_THE TASK_
Each entry shown below is to be reproduced exactly.

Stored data
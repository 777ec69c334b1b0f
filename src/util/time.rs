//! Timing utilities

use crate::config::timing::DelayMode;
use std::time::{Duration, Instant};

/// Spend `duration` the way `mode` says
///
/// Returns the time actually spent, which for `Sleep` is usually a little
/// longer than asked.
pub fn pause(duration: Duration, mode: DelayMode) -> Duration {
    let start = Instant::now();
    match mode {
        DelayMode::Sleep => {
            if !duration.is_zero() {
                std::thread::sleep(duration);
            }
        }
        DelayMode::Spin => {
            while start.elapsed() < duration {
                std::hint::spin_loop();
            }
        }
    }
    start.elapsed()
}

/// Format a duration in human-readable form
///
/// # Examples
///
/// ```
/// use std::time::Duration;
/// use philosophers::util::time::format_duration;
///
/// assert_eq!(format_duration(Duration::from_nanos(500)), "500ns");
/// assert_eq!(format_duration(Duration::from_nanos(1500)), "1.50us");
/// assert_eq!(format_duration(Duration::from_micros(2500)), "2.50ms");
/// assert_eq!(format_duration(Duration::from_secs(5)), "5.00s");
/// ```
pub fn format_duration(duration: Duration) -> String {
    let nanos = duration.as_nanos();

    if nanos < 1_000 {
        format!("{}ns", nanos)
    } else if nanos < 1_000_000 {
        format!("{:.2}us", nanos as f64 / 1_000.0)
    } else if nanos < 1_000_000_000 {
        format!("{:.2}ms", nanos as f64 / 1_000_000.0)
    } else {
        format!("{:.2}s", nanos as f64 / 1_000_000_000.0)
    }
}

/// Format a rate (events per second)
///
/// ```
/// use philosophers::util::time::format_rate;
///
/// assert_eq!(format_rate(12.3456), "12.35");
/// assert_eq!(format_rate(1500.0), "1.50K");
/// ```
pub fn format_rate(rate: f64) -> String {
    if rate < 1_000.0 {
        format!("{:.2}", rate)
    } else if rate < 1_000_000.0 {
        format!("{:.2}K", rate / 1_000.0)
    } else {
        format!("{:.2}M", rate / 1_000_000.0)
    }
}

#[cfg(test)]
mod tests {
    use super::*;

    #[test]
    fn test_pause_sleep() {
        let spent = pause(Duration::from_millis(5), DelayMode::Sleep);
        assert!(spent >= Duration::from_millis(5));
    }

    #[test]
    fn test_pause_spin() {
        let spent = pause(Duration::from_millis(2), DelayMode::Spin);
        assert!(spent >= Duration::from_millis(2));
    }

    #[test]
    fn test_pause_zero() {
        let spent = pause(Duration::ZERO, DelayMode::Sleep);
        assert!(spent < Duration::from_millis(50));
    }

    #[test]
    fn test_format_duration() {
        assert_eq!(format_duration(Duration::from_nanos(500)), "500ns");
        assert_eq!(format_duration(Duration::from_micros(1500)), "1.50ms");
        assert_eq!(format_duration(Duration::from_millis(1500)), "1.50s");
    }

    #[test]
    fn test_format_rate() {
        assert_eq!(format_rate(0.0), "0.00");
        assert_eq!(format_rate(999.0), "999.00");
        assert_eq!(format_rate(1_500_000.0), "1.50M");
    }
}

_ANSWER TO THIS PROBLEM_
repository 777ec69c334b1b0f
filename src/util/time.rs
//! Timing utilities

use crate::config::timing::DelayMode;
use std::time::{Duration, Instant};

/// Spend `duration` the way `mode` says
///
/// Returns the time actually spent, which for `Sleep` is usually a little
/// longer than asked.
pub fn pause(duration: Duration, mode: DelayMode) -> Duration {
    let start = Instant::now();
    match mode {
        DelayMode::Sleep => {
            if !duration.is_zero() {
                std::thread::sleep(duration);
            }
        }
        DelayMode::Spin => {
            while start.elapsed() < duration {
                std::hint::spin_loop();
            }
        }
    }
    start.elapsed()
}

/// Format a duration in human-readable form
///
/// # Examples
///
/// ```
/// use std::time::Duration;
/// use philosophers::util::time::format_duration;
///
/// assert_eq!(format_duration(Duration::from_nanos(500)), "500ns");
/// assert_eq!(format_duration(Duration::from_nanos(1500)), "1.50us");
/// assert_eq!(format_duration(Duration::from_micros(2500)), "2.50ms");
/// assert_eq!(format_duration(Duration::from_secs(5)), "5.00s");
/// ```
pub fn format_duration(duration: Duration) -> String {
    let nanos = duration.as_nanos();

    if nanos < 1_000 {
        format!("{}ns", nanos)
    } else if nanos < 1_000_000 {
        format!("{:.2}us", nanos as f64 / 1_000.0)
    } else if nanos < 1_000_000_000 {
        format!("{:.2}ms", nanos as f64 / 1_000_000.0)
    } else {
        format!("{:.2}s", nanos as f64 / 1_000_000_000.0)
    }
}

/// Format a rate (events per second)
///
/// ```
/// use philosophers::util::time::format_rate;
///
/// assert_eq!(format_rate(12.3456), "12.35");
/// assert_eq!(format_rate(1500.0), "1.50K");
/// ```
pub fn format_rate(rate: f64) -> String {
    if rate < 1_000.0 {
        format!("{:.2}", rate)
    } else if rate < 1_000_000.0 {
        format!("{:.2}K", rate / 1_000.0)
    } else {
        format!("{:.2}M", rate / 1_000_000.0)
    }
}

#[cfg(test)]
mod tests {
    use super::*;

    #[test]
    fn test_pause_sleep() {
        let spent = pause(Duration::from_millis(5), DelayMode::Sleep);
        assert!(spent >= Duration::from_millis(5));
    }

    #[test]
    fn test_pause_spin() {
        let spent = pause(Duration::from_millis(2), DelayMode::Spin);
        assert!(spent >= Duration::from_millis(2));
    }

    #[test]
    fn test_pause_zero() {
        let spent = pause(Duration::ZERO, DelayMode::Sleep);
        assert!(spent < Duration::from_millis(50));
    }

    #[test]
    fn test_format_duration() {
        assert_eq!(format_duration(Duration::from_nanos(500)), "500ns");
        assert_eq!(format_duration(Duration::from_micros(1500)), "1.50ms");
        assert_eq!(format_duration(Duration::from_millis(1500)), "1.50s");
    }

    #[test]
    fn test_format_rate() {
        assert_eq!(format_rate(0.0), "0.00");
        assert_eq!(format_rate(999.0), "999.00");
        assert_eq!(format_rate(1_500_000.0), "1.50M");
    }
}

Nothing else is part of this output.